COMMUNITY_AREA_NAME,TOTAL_ENROLLMENT
ALBANY PARK,6864
ARCHER HEIGHTS,4823
ARMOUR SQUARE,1458
ASHBURN,6483
AUBURN GRESHAM,4175
AUSTIN,10933
AVALON PARK,1522
AVONDALE,3640
BELMONT CRAGIN,14386
BEVERLY,1636


### Problem 9

##### Get the 5 Community Areas with the least total College Enrollment  sorted in ascending order


In [59]:
%sql SELECT Community_Area_name, Sum(College_Enrollment) AS TOTAL_ENROLLMENT FROM  CHICAGO_PUBLIC_SCHOOLS_DATA \
    GROUP BY Community_Area_name\
    ORDER BY TOTAL_ENROLLMENT ASC \
    LIMIT 10

 * sqlite:///RealWorldData.db
Done.


COMMUNITY_AREA_NAME,TOTAL_ENROLLMENT
OAKLAND,140
FULLER PARK,531
BURNSIDE,549
OHARE,786
LOOP,871
EDISON PARK,910
HEGEWISCH,963
MONTCLARE,1317
NEAR SOUTH SIDE,1378
FOREST GLEN,1431


### Problem 10

##### List 5 schools with lowest safety score.


In [65]:
%sql SELECT Name_of_School, Safety_Score from CHICAGO_PUBLIC_SCHOOLS_DATA \
    WHERE Safety_Score != 'None'\
    ORDER BY Safety_Score ASC\
    LIMIT 10

 * sqlite:///RealWorldData.db
Done.


NAME_OF_SCHOOL,SAFETY_SCORE
Edmond Burke Elementary School,1.0
Luke O'Toole Elementary School,5.0
George W Tilton Elementary School,6.0
Foster Park Elementary School,11.0
Emil G Hirsch Metropolitan High School,13.0
John Fiske Elementary School,13.0
William W Carter Elementary School,13.0
Countee Cullen Elementary School,14.0
Gage Park High School,14.0
Asa Philip Randolph Elementary School,15.0


### Problem 11

##### Get the hardship index for the community area which has College Enrollment of 4368


In [72]:
%sql SELECT Hardship_Index from CENSUS_DATA CD , CHICAGO_PUBLIC_SCHOOLS_DATA CP \
    where CD.community_area_number  = CP. community_area_number\
    and college_enrollment= 4368

 * sqlite:///RealWorldData.db
Done.


HARDSHIP_INDEX
6.0


### Problem 12

##### Get the hardship index for the community area which has the highest value for College Enrollment


In [74]:
%sql select community_area_number, community_area_name, hardship_index from CENSUS_DATA \
   where community_area_number in \
   ( select community_area_number from CHICAGO_PUBLIC_SCHOOLS_DATA order by college_enrollment desc limit 1 )

 * sqlite:///RealWorldData.db
Done.


COMMUNITY_AREA_NUMBER,COMMUNITY_AREA_NAME,HARDSHIP_INDEX
5.0,North Center,6.0


## Summary

##### In this project we have learned how to work with a real word dataset using SQL and Python.
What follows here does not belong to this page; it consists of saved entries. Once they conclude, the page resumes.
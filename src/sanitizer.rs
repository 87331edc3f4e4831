//! Post-processing of model-generated statements.
//!
//! Turns the raw model output into exactly one statement that is safe to hand
//! to the executor:
//!
//! 1. Markdown code fences are stripped.
//! 2. Exact-match filters on free-text columns are rewritten into
//!    case-insensitive `LIKE` patterns.
//! 3. The statement must start with `SELECT`, `WITH`, `UPDATE`, `INSERT` or
//!    `DELETE`.
//! 4. Text holding several statements is rejected, whether or not it
//!    parses.
//!
//! Anything rejected becomes [`SENTINEL_STATEMENT`].
//!
//! # Example
//!
//! ```
//! use nl2sql_assistant::sanitizer::{SENTINEL_STATEMENT, sanitize};
//!
//! let sql = sanitize("```sql\nSELECT price FROM items WHERE i.item_name = 'Rice'\n```");
//! assert_eq!(
//!     sql,
//!     "SELECT price FROM items WHERE LOWER(item_name) LIKE '%rice%'"
//! );
//!
//! assert_eq!(sanitize("Sure, here it is"), SENTINEL_STATEMENT);
//! ```

use std::sync::LazyLock;

use regex::{Captures, Regex};
use sqlparser::{dialect::SQLiteDialect, parser::Parser};
use tracing::{debug, warn};

/// Always-safe placeholder used when no valid statement could be produced
pub const SENTINEL_STATEMENT: &str = "SELECT 'NO_SQL_RETURNED' AS result;";

/// Columns holding free text that models tend to filter with `=`
pub const FUZZY_COLUMNS: [&str; 4] = ["item_name", "product_name", "description", "name"];

/// Allowed leading verbs, case-insensitive.
static VERB_REGEX: LazyLock<Regex> = LazyLock::new(|| {
    Regex::new(r"(?i)^(SELECT|WITH|UPDATE|INSERT|DELETE)\b").expect("valid regex")
});

/// `WHERE [qualifier.]column = 'value'` per fuzzy column, in list order.
static FUZZY_REGEXES: LazyLock<Vec<(&'static str, Regex)>> = LazyLock::new(|| {
    FUZZY_COLUMNS
        .iter()
        .map(|col| {
            let pattern = format!(r#"(?i)WHERE\s+[\w.]*{}\s*=\s*['"]([^'"]+)['"]"#, col);
            (*col, Regex::new(&pattern).expect("valid regex"))
        })
        .collect()
});

/// Whether a statement is the sentinel placeholder
pub fn is_sentinel(sql: &str) -> bool {
    sql.trim()
        .to_uppercase()
        .starts_with("SELECT 'NO_SQL_RETURNED'")
}

/// Remove Markdown code fences and surrounding whitespace.
pub fn strip_code_fences(raw: &str) -> String {
    raw.replace("```sql", "").replace("```", "").trim().to_string()
}

/// Rewrite exact-match filters on free-text columns into `LIKE` patterns.
///
/// Idempotent: rewritten clauses no longer contain `=` and are left alone.
pub fn fuzzy_fix(sql: &str) -> String {
    let mut result = sql.to_string();
    for (col, regex) in FUZZY_REGEXES.iter() {
        result = regex
            .replace_all(&result, |caps: &Captures| {
                format!("WHERE LOWER({}) LIKE '%{}%'", col, caps[1].to_lowercase())
            })
            .into_owned();
    }
    result
}

/// Whether a statement starts with an allowed verb
pub fn has_allowed_verb(sql: &str) -> bool {
    VERB_REGEX.is_match(sql.trim())
}

/// Whether anything but whitespace follows a `;` outside literals.
///
/// Quoted strings, quoted identifiers and comments are skipped, so
/// `WHERE note = 'a; b'` holds a single statement.
///
/// # Example
///
/// ```
/// use nl2sql_assistant::sanitizer::has_trailing_statement;
///
/// assert!(has_trailing_statement("SELECT 1; PRAGMA foo bar baz((("));
/// assert!(!has_trailing_statement("SELECT ';' AS x;  "));
/// ```
pub fn has_trailing_statement(sql: &str) -> bool {
    let mut chars = sql.char_indices().peekable();
    while let Some((idx, ch)) = chars.next() {
        match ch {
            '\'' | '"' | '`' | '[' => {
                let close = if ch == '[' { ']' } else { ch };
                for (_, c) in chars.by_ref() {
                    if c == close {
                        break;
                    }
                }
            }
            '-' if matches!(chars.peek(), Some((_, '-'))) => {
                for (_, c) in chars.by_ref() {
                    if c == '\n' {
                        break;
                    }
                }
            }
            '/' if matches!(chars.peek(), Some((_, '*'))) => {
                chars.next();
                let mut prev = ' ';
                for (_, c) in chars.by_ref() {
                    if prev == '*' && c == '/' {
                        break;
                    }
                    prev = c;
                }
            }
            ';' => {
                let rest = &sql[idx + 1..];
                if !rest.trim().is_empty() && rest.trim() != ";" {
                    return true;
                }
            }
            _ => {}
        }
    }
    false
}

/// Whether the text holds more than one statement.
///
/// Parsed text is judged by its statement count. Text the parser cannot
/// handle falls back to a lexical scan for a trailing statement.
fn is_multi_statement(sql: &str) -> bool {
    match Parser::parse_sql(&SQLiteDialect {}, sql) {
        Ok(statements) => statements.len() > 1,
        Err(e) => {
            debug!(error = %e, "statement not parsed, scanning for separators");
            has_trailing_statement(sql)
        }
    }
}

/// Sanitize a raw model candidate into one executable statement.
///
/// Never returns an empty string; rejected candidates become
/// [`SENTINEL_STATEMENT`].
pub fn sanitize(raw: &str) -> String {
    let stripped = strip_code_fences(raw);
    let fixed = fuzzy_fix(&stripped);
    let candidate = fixed.trim();
    if !has_allowed_verb(candidate) {
        let preview: String = candidate.chars().take(300).collect();
        warn!(candidate = %preview, "generated text is not a statement");
        return SENTINEL_STATEMENT.to_string();
    }
    if is_multi_statement(candidate) {
        warn!(candidate = %candidate, "generated text holds several statements");
        return SENTINEL_STATEMENT.to_string();
    }
    candidate.to_string()
}

#[cfg(test)]
mod tests {
    use super::*;

    #[test]
    fn test_strip_code_fences() {
        assert_eq!(strip_code_fences("```sql\nSELECT 1\n```"), "SELECT 1");
        assert_eq!(strip_code_fences("```\nSELECT 1\n```  "), "SELECT 1");
    }

    #[test]
    fn test_is_sentinel() {
        assert!(is_sentinel(SENTINEL_STATEMENT));
        assert!(is_sentinel("  select 'NO_SQL_RETURNED' as result"));
        assert!(!is_sentinel("SELECT 1"));
    }

    #[test]
    fn test_multi_statement_detection() {
        assert!(is_multi_statement("SELECT 1; SELECT 2"));
        assert!(!is_multi_statement("SELECT 1;"));
    }

    #[test]
    fn test_unparseable_single_statement_passes() {
        assert!(!is_multi_statement("SELECT * FROM ("));
    }

    #[test]
    fn test_unparseable_tail_is_multi_statement() {
        assert!(is_multi_statement("SELECT 1; PRAGMA foo bar baz ((("));
    }

    #[test]
    fn test_trailing_statement_skips_literals_and_comments() {
        assert!(!has_trailing_statement("SELECT 'a; b' FROM t"));
        assert!(!has_trailing_statement(r#"SELECT "x;y" FROM t;"#));
        assert!(!has_trailing_statement("SELECT 1 -- done; really\n"));
        assert!(!has_trailing_statement("SELECT /* ; */ 1;"));
        assert!(!has_trailing_statement("SELECT 1;;"));
        assert!(has_trailing_statement("SELECT 1; DROP TABLE t"));
        assert!(has_trailing_statement("SELECT 'it''s'; DELETE FROM t"));
    }
}
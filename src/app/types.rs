//! Application types for CLI commands.
//!
//! Parameters passed from the CLI to the command implementations and the
//! outputs they produce.

use std::path::PathBuf;

use crate::cli::{Format, Provider};

/// Parameters for the ask command.
///
/// # Example
///
/// ```
/// use nl2sql_assistant::{
///     app::AskParams,
///     cli::{Format, Provider}
/// };
///
/// let params = AskParams {
///     question:      "how many items are in stock".to_string(),
///     database:      Some("warehouse.db".into()),
///     docs:          None,
///     provider:      Some(Provider::Ollama),
///     api_key:       None,
///     model:         None,
///     base_url:      None,
///     ollama_url:    "http://localhost:11434".to_string(),
///     output_format: Format::Text,
///     dry_run:       true,
///     no_color:      true
/// };
/// ```
#[derive(Debug, Clone)]
pub struct AskParams {
    /// The natural-language question.
    pub question:      String,
    /// Path to the SQLite database; falls back to configuration.
    pub database:      Option<PathBuf>,
    /// Document directory for narrative answers; falls back to configuration.
    pub docs:          Option<PathBuf>,
    /// LLM provider; falls back to configuration, then OpenAI.
    pub provider:      Option<Provider>,
    /// API key for cloud LLM providers.
    pub api_key:       Option<String>,
    /// Model name to use.
    pub model:         Option<String>,
    /// Base URL of an OpenAI-compatible endpoint.
    pub base_url:      Option<String>,
    /// Base URL for Ollama server.
    pub ollama_url:    String,
    /// Output format for results.
    pub output_format: Format,
    /// Show routing and prompt without calling the model.
    pub dry_run:       bool,
    /// Disable colored terminal output.
    pub no_color:      bool
}

/// Parameters for the schema command.
#[derive(Debug, Clone)]
pub struct SchemaParams {
    pub database: Option<PathBuf>,
    pub question: Option<String>
}

/// Result of the ask command.
#[derive(Debug, Clone)]
pub struct AskResult {
    /// Exit code (0 for SQL/TEXT answers, 1 for ERROR answers).
    pub exit_code: i32,
    /// Rendered output.
    pub output:    String
}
We learned how to query columns with spaces or special characters in their names and with mixed case names. We also used built in database functions and practiced how to sort, limit, and order result sets, as well as used sub-queries and worked with multiple tables.